Since lambasting someone for a less than fair Django and Rails comparison, I’d planned to do my own. To start with, my comparison is based on several days worth of Rails development and about a weekend’s worth of playing with Django, using the (currently four part) tutorial.

I’ve had this reviewed by both Rails and Django developers, but if you think I’ve misrepresented anything or left anything out then feel free to leave a comment and I’ll make sure to put it right.

Background

Rails is framework which emerged from the development of a web application, Basecamp. Django was emerged from the development of the highly successful Lawrence Journal World. Both applications were written in situations and organisations that historically would have ended up being written in Perl or PHP – but ended up being written in Ruby and Python respectively.

The fact that both frameworks were the result of development of specific applications means that both frameworks are focused on supporting those specific types of application. As a framework Rails has been around for little over a year, whereas as a framework in its own right django has only been public for around two months. Neither has yet made it to version 1.0.

Languages

On the face of it, the biggest difference between the two has been the choice of development language. Outside of Japan Ruby has made little impact despite having been around as long as Python – a colleague of mine once said that the number of Python programmers in London probably outnumbered the number of Ruby programmers in Europe and the US and he’s probably not wrong. Anyone having to consider which of the two frameworks is right for them is inevitably going to have to think about the task of hiring people and this may have an impact on their choice.

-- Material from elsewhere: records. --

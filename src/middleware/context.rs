//! Values passed through the middleware chain.

use std::sync::Arc;

use serde_json::{Map, Value};
use tokio_util::sync::CancellationToken;

use crate::provider::{ProviderRequest, ToolDefinition};
use crate::store::SharedStore;
use crate::tools::{Tool, ToolArguments, ToolContext};
use crate::types::{GenerationSettings, Message, ResponseFormat, ToolCall, ToolChoice};

/// The outgoing model request as seen by `WrapModel` hooks.
#[derive(Clone)]
pub struct ModelRequest {
    pub thread_id: String,
    /// Model name resolved through the executor's router.
    pub model: String,
    pub system_prompt: Option<String>,
    pub messages: Vec<Message>,
    pub tools: Vec<ToolDefinition>,
    pub tool_choice: ToolChoice,
    pub response_format: Option<ResponseFormat>,
    pub settings: GenerationSettings,
    /// Immutable runtime context.
    pub runtime: Value,
    /// Snapshot of custom state.
    pub state: Map<String, Value>,
    pub store: Option<SharedStore>,
}

impl ModelRequest {
    pub fn new(thread_id: impl Into<String>, model: impl Into<String>) -> Self {
        Self {
            thread_id: thread_id.into(),
            model: model.into(),
            system_prompt: None,
            messages: Vec::new(),
            tools: Vec::new(),
            tool_choice: ToolChoice::Auto,
            response_format: None,
            settings: GenerationSettings::default(),
            runtime: Value::Object(Map::new()),
            state: Map::new(),
            store: None,
        }
    }

    pub fn with_messages(mut self, messages: Vec<Message>) -> Self {
        self.messages = messages;
        self
    }

    pub fn to_provider_request(&self) -> ProviderRequest {
        ProviderRequest {
            system_prompt: self.system_prompt.clone(),
            messages: self.messages.clone(),
            tools: self.tools.clone(),
            tool_choice: self.tool_choice.clone(),
            response_format: self.response_format.clone(),
            settings: self.settings.clone(),
        }
    }
}

impl std::fmt::Debug for ModelRequest {
    fn fmt(&self, f: &mut std::fmt::Formatter<'_>) -> std::fmt::Result {
        f.debug_struct("ModelRequest")
            .field("thread_id", &self.thread_id)
            .field("model", &self.model)
            .field("messages", &self.messages.len())
            .field("tools", &self.tools.len())
            .field("tool_choice", &self.tool_choice)
            .finish()
    }
}

/// A single tool invocation as seen by `WrapTool` hooks.
#[derive(Clone)]
pub struct ToolRequest {
    pub call: ToolCall,
    pub tool: Arc<dyn Tool>,
    /// Validated arguments with defaults filled.
    pub args: ToolArguments,
    pub context: ToolContext,
}

impl std::fmt::Debug for ToolRequest {
    fn fmt(&self, f: &mut std::fmt::Formatter<'_>) -> std::fmt::Result {
        f.debug_struct("ToolRequest")
            .field("call", &self.call)
            .field("args", &self.args)
            .finish()
    }
}

/// Input to `BeforeModel` hooks.
#[derive(Debug, Clone)]
pub struct BeforeModelState {
    pub thread_id: String,
    pub messages: Vec<Message>,
    pub state: Map<String, Value>,
    pub runtime: Value,
    pub cancel: CancellationToken,
}

/// Input to `DynamicPrompt` hooks.
#[derive(Debug, Clone, Default)]
pub struct PromptContext {
    pub runtime: Value,
    pub state: Map<String, Value>,
    pub messages: Vec<Message>,
    /// Prompt produced by the base prompt and earlier dynamic prompts.
    pub previous: Option<String>,
}
//! Typed access to tool call arguments.

use crate::error::TurnstileError;

/// Wrapper around validated tool call arguments.
#[derive(Debug, Clone, PartialEq)]
pub struct ToolArguments {
    value: serde_json::Value,
}

impl ToolArguments {
    pub fn new(value: serde_json::Value) -> Self {
        Self { value }
    }

    /// Get the raw JSON value.
    pub fn raw(&self) -> &serde_json::Value {
        &self.value
    }

    pub fn into_inner(self) -> serde_json::Value {
        self.value
    }

    /// Get a string argument by key.
    pub fn get_str(&self, key: &str) -> Result<&str, TurnstileError> {
        self.value
            .get(key)
            .and_then(|v| v.as_str())
            .ok_or_else(|| missing("string", key))
    }

    /// Get an optional string argument.
    pub fn get_str_opt(&self, key: &str) -> Option<&str> {
        self.value.get(key).and_then(|v| v.as_str())
    }

    pub fn get_i64(&self, key: &str) -> Result<i64, TurnstileError> {
        self.value
            .get(key)
            .and_then(|v| v.as_i64())
            .ok_or_else(|| missing("integer", key))
    }

    pub fn get_bool(&self, key: &str) -> Result<bool, TurnstileError> {
        self.value
            .get(key)
            .and_then(|v| v.as_bool())
            .ok_or_else(|| missing("boolean", key))
    }

    /// Get an optional nested object.
    pub fn get_object_opt(&self, key: &str) -> Option<&serde_json::Map<String, serde_json::Value>> {
        self.value.get(key).and_then(|v| v.as_object())
    }

    /// Deserialize the entire arguments into a typed struct.
    pub fn deserialize<T: serde::de::DeserializeOwned>(&self) -> Result<T, TurnstileError> {
        serde_json::from_value(self.value.clone())
            .map_err(|e| TurnstileError::InvalidArgument(format!("Failed to parse arguments: {e}")))
    }
}

fn missing(kind: &str, key: &str) -> TurnstileError {
    TurnstileError::InvalidArgument(format!("Missing {kind} argument: {key}"))
}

Ruby does seem to have some more powerful language features – it has slightly better closure support than Python (although perhaps not enough to be a differentiating factor) and the extremely useful mixins. Ruby’s OO support also feels much cleaner. Both support inheritance (Python supports multiple inheritance, which Ruby’s mixins more than make up for). But the requirement that self be passed in to all python instance methods drives me potty.

On the other hand Python has a much cleaner syntax (which given its background is no surprise) – more than once I’ve found myself using a third type of parenthesis in the same Ruby method quite validly, only for me to look back at what I’ve done and feel that I’d regressed to the bad old days of Perl. It would be nice to think that one day a language will come along which manages to add powerful features without making the code look like it’s been rendered with the wrong character encoding.

Ultimately comparing two languages that are so close (they’re certainly more similar to each other than Java or .NET) is going to come down to personal choice or a specific requirement. But for more indepth comparisons you’ll no doubt find many out there on the web.

Requirements and installation

Installing both Rails and Django is fairly easy once you’ve got the relevant interpreter installed. Ruby can make use of the excellent Gems system, which is something Python (and to be fair most other languages including Java) would do well to mimic.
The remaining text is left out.